Taste the Bloody Fear of the Hands of Horror was a curious project for the Zeppelins, it being their only production to be shot in colour. Like many independents the Zeppelins stuck largely to monochrome, though unlike their contemporaries this was not for financial reasons. Herbert’s deep religious convictions precluded the use of colour film, which he felt was more likely to inflame the lusts and sinful thoughts of audiences, unlike the more morally pure black & white. However materialism won out over spirituality once the Zeppelins saw the success of Hammer’s lavish Eastmancolor gore epics, a success they clearly wanted to emulate.

Richard Carlsberg stars as Professor Marcus Lichtenstein, a typical mad scientist intent on pushing back the frontiers of knowledge whatever the cost. To this end he attempts to combine the body parts of the vampire Count Arkoff, a gill-man and a werewolf into a new übermonster. The reasoning behind this is never terribly well explained, but one must concede that it’s the sort of thing a mad scientist would do. The monster, played by Welsh wrestler Taffy Boyo, is not one of cinema’s most memorable creatures, but these days the film is best remembered for its fabulous, oddly sympathetic performance by Carlsberg. The latter was already a stage and TV legend by the time he first worked for the Zeppelins, in 1958’s comedy Whoops! Armed Forces!

The film is directed with some flair by Francis Kevinson, also making his colour debut. Kevinson started out making public information shorts like The Screeching Tyres of Death before moving to Zeppelin in 1956. He became one of their most prolific directors, working on all but two of the popular Inspector Fogg mysteries. Some of these have become regarded as minor classics in their own right, particularly A Sticky Wicket for Inspector Fogg, Inspector Fogg meets the Young Filly and Inspector Fogg and the Dirty Hun.

What’s special about the print from crate 7 is that it is, as stated at the beginning, the semi-mythical ‘export’ version. It features additional scenes of fake gore deemed too explicit for UK audiences, not to mention the infamous nude bathing scene by sexy starlet Sandy Sars. Sars’ pin-up status was already assured by this time, after her turn as the secretary in Dale Wisbom’s 1959 farce Has Anyone Seen My Trousers?

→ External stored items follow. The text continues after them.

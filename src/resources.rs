// Copyright 2026, Jeroen van Erp <jeroen@geeko.me>
// SPDX-License-Identifier: Apache-2.0

//! Fixed objects built from configuration by the deployment pipeline

use crate::config::DeployConfig;
use crate::constants::{database, names};
use k8s_openapi::api::core::v1::{
    ConfigMap, PersistentVolumeClaim, PersistentVolumeClaimSpec, Secret, VolumeResourceRequirements,
};
use k8s_openapi::apimachinery::pkg::api::resource::Quantity;
use k8s_openapi::ByteString;
use kube::api::ObjectMeta;
use std::collections::BTreeMap;

/// In-cluster JDBC URL of the PostgreSQL service
pub fn jdbc_url(service: &str, namespace: &str) -> String {
    format!(
        "jdbc:postgresql://{}.{}.svc.cluster.local:{}/{}?currentSchema=public",
        service,
        namespace,
        database::PORT,
        database::NAME
    )
}

/// Claim for the PostgreSQL data directory
pub fn database_claim(config: &DeployConfig) -> PersistentVolumeClaim {
    PersistentVolumeClaim {
        metadata: ObjectMeta {
            name: Some(names::DATABASE_CLAIM.to_string()),
            namespace: Some(config.database_namespace.clone()),
            ..Default::default()
        },
        spec: Some(PersistentVolumeClaimSpec {
            access_modes: Some(vec!["ReadWriteOnce".to_string()]),
            storage_class_name: Some(config.storage_class.clone()).filter(|s| !s.is_empty()),
            resources: Some(VolumeResourceRequirements {
                requests: Some(BTreeMap::from([(
                    "storage".to_string(),
                    Quantity(config.database_storage_size.clone()),
                )])),
                ..Default::default()
            }),
            ..Default::default()
        }),
        ..Default::default()
    }
}

/// Shell script run by the PostgreSQL image on first start
pub fn init_script(user: &str, password: &str) -> String {
    format!(
        r#"psql -v ON_ERROR_STOP=1 --username "postgres" --dbname "postgres" <<-'EOSQL'
CREATE ROLE {user} WITH LOGIN PASSWORD '{password}';
CREATE DATABASE {db} WITH ENCODING 'UTF8' OWNER {user} TEMPLATE=template0;
GRANT ALL PRIVILEGES ON DATABASE {db} TO {user};
EOSQL
"#,
        user = user,
        password = password.replace('\'', "''"),
        db = database::NAME
    )
}

/// ConfigMap mounted into the database's init directory
pub fn database_init_config(config: &DeployConfig) -> ConfigMap {
    ConfigMap {
        metadata: ObjectMeta {
            name: Some(names::DATABASE_INIT_CONFIG.to_string()),
            namespace: Some(config.database_namespace.clone()),
            ..Default::default()
        },
        data: Some(BTreeMap::from([(
            names::DATABASE_INIT_SCRIPT.to_string(),
            init_script(&config.sonar_db_user, &config.sonar_db_password),
        )])),
        ..Default::default()
    }
}

/// Secret giving SonarQube its database connection
pub fn sonar_database_secret(config: &DeployConfig, jdbc_url: &str) -> Secret {
    let data = [
        ("SONAR_JDBC_USERNAME", config.sonar_db_user.as_str()),
        ("SONAR_JDBC_PASSWORD", config.sonar_db_password.as_str()),
        ("SONAR_JDBC_URL", jdbc_url),
    ]
    .into_iter()
    .map(|(k, v)| (k.to_string(), ByteString(v.as_bytes().to_vec())))
    .collect();

    Secret {
        metadata: ObjectMeta {
            name: Some(names::SONAR_SECRET.to_string()),
            namespace: Some(config.sonar_namespace.clone()),
            ..Default::default()
        },
        data: Some(data),
        type_: Some("Opaque".to_string()),
        ..Default::default()
    }
}

/// Connection details published to the cloud secret store
#[derive(Debug, Clone, serde::Serialize)]
pub struct PublishedCredentials<'a> {
    #[serde(rename = "SONAR_JDBC_USERNAME")]
    pub jdbc_username: &'a str,
    #[serde(rename = "SONAR_JDBC_PASSWORD")]
    pub jdbc_password: &'a str,
    #[serde(rename = "SONAR_JDBC_URL")]
    pub jdbc_url: &'a str,
    #[serde(rename = "SONAR_HOST_URL")]
    pub host_url: &'a str,
    #[serde(rename = "SONAR_TOKEN")]
    pub token: &'a str,
}
// Copyright 2026, Jeroen van Erp <jeroen@geeko.me>
// SPDX-License-Identifier: Apache-2.0

//! Deployment and teardown orchestration.

pub mod context;
pub mod deploy;
pub mod teardown;

use std::fmt;

pub use context::ProvisioningContext;
pub use deploy::DeployPipeline;
pub use teardown::TeardownPipeline;

/// Deployment stages, in the only order they can be entered
#[derive(Debug, Clone, Copy, PartialEq, Eq, Hash)]
pub enum Stage {
    NamespaceCreated,
    StorageClaimCreated,
    SecretApplied,
    ConfigApplied,
    WorkloadApplied,
    ServiceApplied,
    ServiceReady,
    SecondaryNamespaceCreated,
    SecondaryResourcesApplied,
    SecondaryServiceReady,
    DnsReady,
    TokenIssued,
    SecretPublished,
    Done,
}

impl Stage {
    pub const ALL: [Stage; 14] = [
        Stage::NamespaceCreated,
        Stage::StorageClaimCreated,
        Stage::SecretApplied,
        Stage::ConfigApplied,
        Stage::WorkloadApplied,
        Stage::ServiceApplied,
        Stage::ServiceReady,
        Stage::SecondaryNamespaceCreated,
        Stage::SecondaryResourcesApplied,
        Stage::SecondaryServiceReady,
        Stage::DnsReady,
        Stage::TokenIssued,
        Stage::SecretPublished,
        Stage::Done,
    ];

    pub fn name(&self) -> &'static str {
        match self {
            Stage::NamespaceCreated => "NamespaceCreated",
            Stage::StorageClaimCreated => "StorageClaimCreated",
            Stage::SecretApplied => "SecretApplied",
            Stage::ConfigApplied => "ConfigApplied",
            Stage::WorkloadApplied => "WorkloadApplied",
            Stage::ServiceApplied => "ServiceApplied",
            Stage::ServiceReady => "ServiceReady",
            Stage::SecondaryNamespaceCreated => "SecondaryNamespaceCreated",
            Stage::SecondaryResourcesApplied => "SecondaryResourcesApplied",
            Stage::SecondaryServiceReady => "SecondaryServiceReady",
            Stage::DnsReady => "DNSReady",
            Stage::TokenIssued => "TokenIssued",
            Stage::SecretPublished => "SecretPublished",
            Stage::Done => "Done",
        }
    }
}

impl fmt::Display for Stage {
    fn fmt(&self, f: &mut fmt::Formatter<'_>) -> fmt::Result {
        f.write_str(self.name())
    }
}
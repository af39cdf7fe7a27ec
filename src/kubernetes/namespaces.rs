// Copyright 2026, Jeroen van Erp <jeroen@geeko.me>
// SPDX-License-Identifier: Apache-2.0

//! Namespace management utilities

use crate::error::{Result, SonarStackError};
use crate::manifest::{submit, ApplyMode};
use k8s_openapi::api::core::v1::Namespace;
use kube::{
    api::{DeleteParams, ObjectMeta},
    Api, Client,
};
use tracing::{info, instrument};

/// Create a namespace. In create mode an existing namespace is an error.
#[instrument(skip(client))]
pub async fn create_namespace(client: &Client, namespace: &str, mode: ApplyMode) -> Result<()> {
    let namespaces: Api<Namespace> = Api::all(client.clone());
    let ns = Namespace {
        metadata: ObjectMeta {
            name: Some(namespace.to_string()),
            ..Default::default()
        },
        ..Default::default()
    };

    submit(&namespaces, &ns, mode).await?;
    info!("Namespace {} created successfully", namespace);
    Ok(())
}

/// Request deletion of a namespace; returns `false` when it was already gone.
#[instrument(skip(client))]
pub async fn delete_namespace(client: &Client, namespace: &str) -> Result<bool> {
    let namespaces: Api<Namespace> = Api::all(client.clone());

    match namespaces.delete(namespace, &DeleteParams::default()).await {
        Ok(_) => {
            info!("Deletion of namespace {} requested", namespace);
            Ok(true)
        }
        Err(kube::Error::Api(err)) if err.code == 404 => {
            info!("Namespace {} does not exist", namespace);
            Ok(false)
        }
        Err(e) => Err(e.into()),
    }
}

/// Check whether a namespace still exists (terminating counts as existing).
/// Failing to reach the API server is a `TransportError`.
pub async fn namespace_exists(client: &Client, namespace: &str) -> Result<bool> {
    let namespaces: Api<Namespace> = Api::all(client.clone());
    match namespaces.get_opt(namespace).await {
        Ok(ns) => Ok(ns.is_some()),
        Err(e @ kube::Error::Api(_)) => Err(e.into()),
        Err(e) => Err(SonarStackError::TransportError(format!(
            "checking namespace {}: {}",
            namespace, e
        ))),
    }
}
// Copyright 2026, Jeroen van Erp <jeroen@geeko.me>
// SPDX-License-Identifier: Apache-2.0

//! Multi-document manifest decoding

use crate::error::{Result, SonarStackError};
use k8s_openapi::api::apps::v1::{Deployment, StatefulSet};
use k8s_openapi::api::core::v1::{
    ConfigMap, Namespace, PersistentVolumeClaim, PodSpec, Secret, Service,
};
use kube::api::{DynamicObject, ObjectMeta, TypeMeta};
use serde::{de::DeserializeOwned, Deserialize};

/// A document of a kind the pipeline knows.
///
/// `object` is a read-only typed view for inspection. The body submitted to the
/// cluster is the document as written, so fields unknown to the typed model survive.
#[derive(Debug, Clone)]
pub struct Typed<K> {
    pub object: K,
    body: DynamicObject,
}

impl<K: DeserializeOwned> Typed<K> {
    fn from_value(value: serde_yaml::Value, body: DynamicObject) -> serde_yaml::Result<Self> {
        Ok(Self {
            object: serde_yaml::from_value(value)?,
            body,
        })
    }
}

impl<K> Typed<K> {
    pub fn body(&self) -> &DynamicObject {
        &self.body
    }
}

/// One decoded manifest document.
///
/// Kinds the pipeline inspects also carry their typed form; anything else is
/// kept as an untyped object only.
#[derive(Debug, Clone)]
pub enum RawDocument {
    Namespace(Typed<Namespace>),
    PersistentVolumeClaim(Typed<PersistentVolumeClaim>),
    ConfigMap(Typed<ConfigMap>),
    Secret(Typed<Secret>),
    Service(Typed<Service>),
    Deployment(Typed<Deployment>),
    StatefulSet(Typed<StatefulSet>),
    Opaque(DynamicObject),
}

macro_rules! each_variant {
    ($doc:expr, $typed:ident => $on_typed:expr, $opaque:ident => $on_opaque:expr) => {
        match $doc {
            RawDocument::Namespace($typed) => $on_typed,
            RawDocument::PersistentVolumeClaim($typed) => $on_typed,
            RawDocument::ConfigMap($typed) => $on_typed,
            RawDocument::Secret($typed) => $on_typed,
            RawDocument::Service($typed) => $on_typed,
            RawDocument::Deployment($typed) => $on_typed,
            RawDocument::StatefulSet($typed) => $on_typed,
            RawDocument::Opaque($opaque) => $on_opaque,
        }
    };
}

fn static_type<K: k8s_openapi::Resource>(_: &K) -> (&'static str, &'static str) {
    (K::API_VERSION, K::KIND)
}

impl RawDocument {
    fn from_value(index: usize, value: serde_yaml::Value) -> Result<Self> {
        let types: TypeMeta = serde_yaml::from_value(value.clone()).map_err(|e| {
            SonarStackError::DecodeError(format!(
                "document {} has no apiVersion/kind: {}",
                index, e
            ))
        })?;

        let invalid = |e: serde_yaml::Error| {
            SonarStackError::DecodeError(format!(
                "document {} ({} {}): {}",
                index, types.api_version, types.kind, e
            ))
        };

        let body: DynamicObject = serde_yaml::from_value(value.clone()).map_err(invalid)?;

        let doc = match (types.api_version.as_str(), types.kind.as_str()) {
            ("v1", "Namespace") => {
                RawDocument::Namespace(Typed::from_value(value, body).map_err(invalid)?)
            }
            ("v1", "PersistentVolumeClaim") => {
                RawDocument::PersistentVolumeClaim(Typed::from_value(value, body).map_err(invalid)?)
            }
            ("v1", "ConfigMap") => {
                RawDocument::ConfigMap(Typed::from_value(value, body).map_err(invalid)?)
            }
            ("v1", "Secret") => RawDocument::Secret(Typed::from_value(value, body).map_err(invalid)?),
            ("v1", "Service") => {
                RawDocument::Service(Typed::from_value(value, body).map_err(invalid)?)
            }
            ("apps/v1", "Deployment") => {
                RawDocument::Deployment(Typed::from_value(value, body).map_err(invalid)?)
            }
            ("apps/v1", "StatefulSet") => {
                RawDocument::StatefulSet(Typed::from_value(value, body).map_err(invalid)?)
            }
            _ => RawDocument::Opaque(body),
        };

        Ok(doc)
    }

    pub fn api_version(&self) -> &str {
        self.type_meta().0
    }

    pub fn kind(&self) -> &str {
        self.type_meta().1
    }

    fn type_meta(&self) -> (&str, &str) {
        match self {
            RawDocument::Opaque(obj) => obj
                .types
                .as_ref()
                .map(|t| (t.api_version.as_str(), t.kind.as_str()))
                .unwrap_or(("", "")),
            RawDocument::Namespace(t) => static_type(&t.object),
            RawDocument::PersistentVolumeClaim(t) => static_type(&t.object),
            RawDocument::ConfigMap(t) => static_type(&t.object),
            RawDocument::Secret(t) => static_type(&t.object),
            RawDocument::Service(t) => static_type(&t.object),
            RawDocument::Deployment(t) => static_type(&t.object),
            RawDocument::StatefulSet(t) => static_type(&t.object),
        }
    }

    /// The untyped document that is submitted to the cluster
    pub fn body(&self) -> &DynamicObject {
        each_variant!(self, t => &t.body, obj => obj)
    }

    fn body_mut(&mut self) -> &mut DynamicObject {
        each_variant!(self, t => &mut t.body, obj => obj)
    }

    pub fn metadata(&self) -> &ObjectMeta {
        &self.body().metadata
    }

    pub fn metadata_mut(&mut self) -> &mut ObjectMeta {
        &mut self.body_mut().metadata
    }

    /// Object name, or an empty string for unnamed documents
    pub fn name(&self) -> &str {
        self.metadata().name.as_deref().unwrap_or_default()
    }

    /// Point the named container of a workload at a new image, in both the typed
    /// view and the submitted body.
    /// Returns `false` when the document is not a workload or has no such container.
    pub fn set_container_image(&mut self, container: &str, image: &str) -> bool {
        let (pod_spec, body): (Option<&mut PodSpec>, &mut DynamicObject) = match self {
            RawDocument::Deployment(Typed { object, body }) => (
                object.spec.as_mut().and_then(|s| s.template.spec.as_mut()),
                body,
            ),
            RawDocument::StatefulSet(Typed { object, body }) => (
                object.spec.as_mut().and_then(|s| s.template.spec.as_mut()),
                body,
            ),
            _ => return false,
        };

        let Some(spec) = pod_spec else {
            return false;
        };
        let Some(index) = spec.containers.iter().position(|c| c.name == container) else {
            return false;
        };

        let pointer = format!("/spec/template/spec/containers/{}", index);
        match body.data.pointer_mut(&pointer).and_then(|c| c.as_object_mut()) {
            Some(raw) => {
                raw.insert("image".to_string(), serde_json::Value::from(image));
                spec.containers[index].image = Some(image.to_string());
                true
            }
            None => false,
        }
    }

    /// Convert into the untyped form used for generic create calls
    pub fn into_dynamic(self) -> DynamicObject {
        each_variant!(self, t => t.body, obj => obj)
    }
}

/// Lazy iterator over the documents of one payload.
///
/// Yields at most one error, after which iteration ends.
pub struct Documents<'a> {
    inner: serde_yaml::Deserializer<'a>,
    index: usize,
    failed: bool,
}

impl Iterator for Documents<'_> {
    type Item = Result<RawDocument>;

    fn next(&mut self) -> Option<Self::Item> {
        if self.failed {
            return None;
        }

        loop {
            let de = self.inner.next()?;
            self.index += 1;

            let result = serde_yaml::Value::deserialize(de)
                .map_err(|e| {
                    SonarStackError::DecodeError(format!("document {}: {}", self.index, e))
                })
                .and_then(|value| {
                    // Empty documents (bare separators, comments) carry nothing
                    if value.is_null() {
                        Ok(None)
                    } else {
                        RawDocument::from_value(self.index, value).map(Some)
                    }
                });

            match result {
                Ok(None) => continue,
                Ok(Some(doc)) => return Some(Ok(doc)),
                Err(e) => {
                    self.failed = true;
                    return Some(Err(e));
                }
            }
        }
    }
}

/// Decode a payload of zero or more `---` separated YAML (or JSON) documents
pub fn decode(payload: &[u8]) -> Documents<'_> {
    Documents {
        inner: serde_yaml::Deserializer::from_slice(payload),
        index: 0,
        failed: false,
    }
}

/// Decode a whole payload; any malformed document fails the entire call
pub fn decode_all(payload: &[u8]) -> Result<Vec<RawDocument>> {
    decode(payload).collect()
}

The UK cut of the film, with all of these scenes excised by the British Board of Film Censors, eventually gained a US release in 1965. Distributor Mormon Independent Pictures further cut several key scenes of exposition that were felt to be ‘too English,’ replacing them with newly shot footage. This concerned a subplot about fading noir actor Robert Locker (The Blonde Wore Murder) as a detective on the trail of Professor Lichtenstein. The film was then released to the drive-in circuit as Nudie Brides of Werevampenstein. It’s this inferior cut, cropped to 4:3 by MIP’s television arm, which appears on many budget DVD labels in your local dollar store. Hopefully now we can allow this curious, remarkable film to be seen as it was meant to be.

Pink Justice (USA, 1977)

October 19, 2009

There can be few cinema sub-genres as small as the one-director, four-film series collectively known as ‘gaysploitation.’ Inspired by the upsurge in California’s gay movement in the mid-1970s, formerly closeted film student-turned-flamboyant activist Vijay Kostenloser saw an opportunity to show his community on film. He was able to convince American International Pictures boss Samuel Z. Arkoff to fund a slate of four action pictures to be shot in San Francisco. In spite of Arkoff’s rabid and much publicized homophobia, Kostenloser persuaded him that there were enough pink dollars floating around to guarantee great box office returns. Production began immediately on Pink Justice and Pink Justice 2: Flaming Vengeance, which were shot back to back, with the lesbian spy caper D.Y.K.E. following shortly after. Sadly the dismal failure of the Pink Justice films meant that the fourth production, the sci-fi actioner Queer 2099, was abandoned at the script stage. Arkoff furiously ordered all copies of the three existing films destroyed, so we were surprised and delighted to find a battered but watchable work print of Pink Justice in crate 7.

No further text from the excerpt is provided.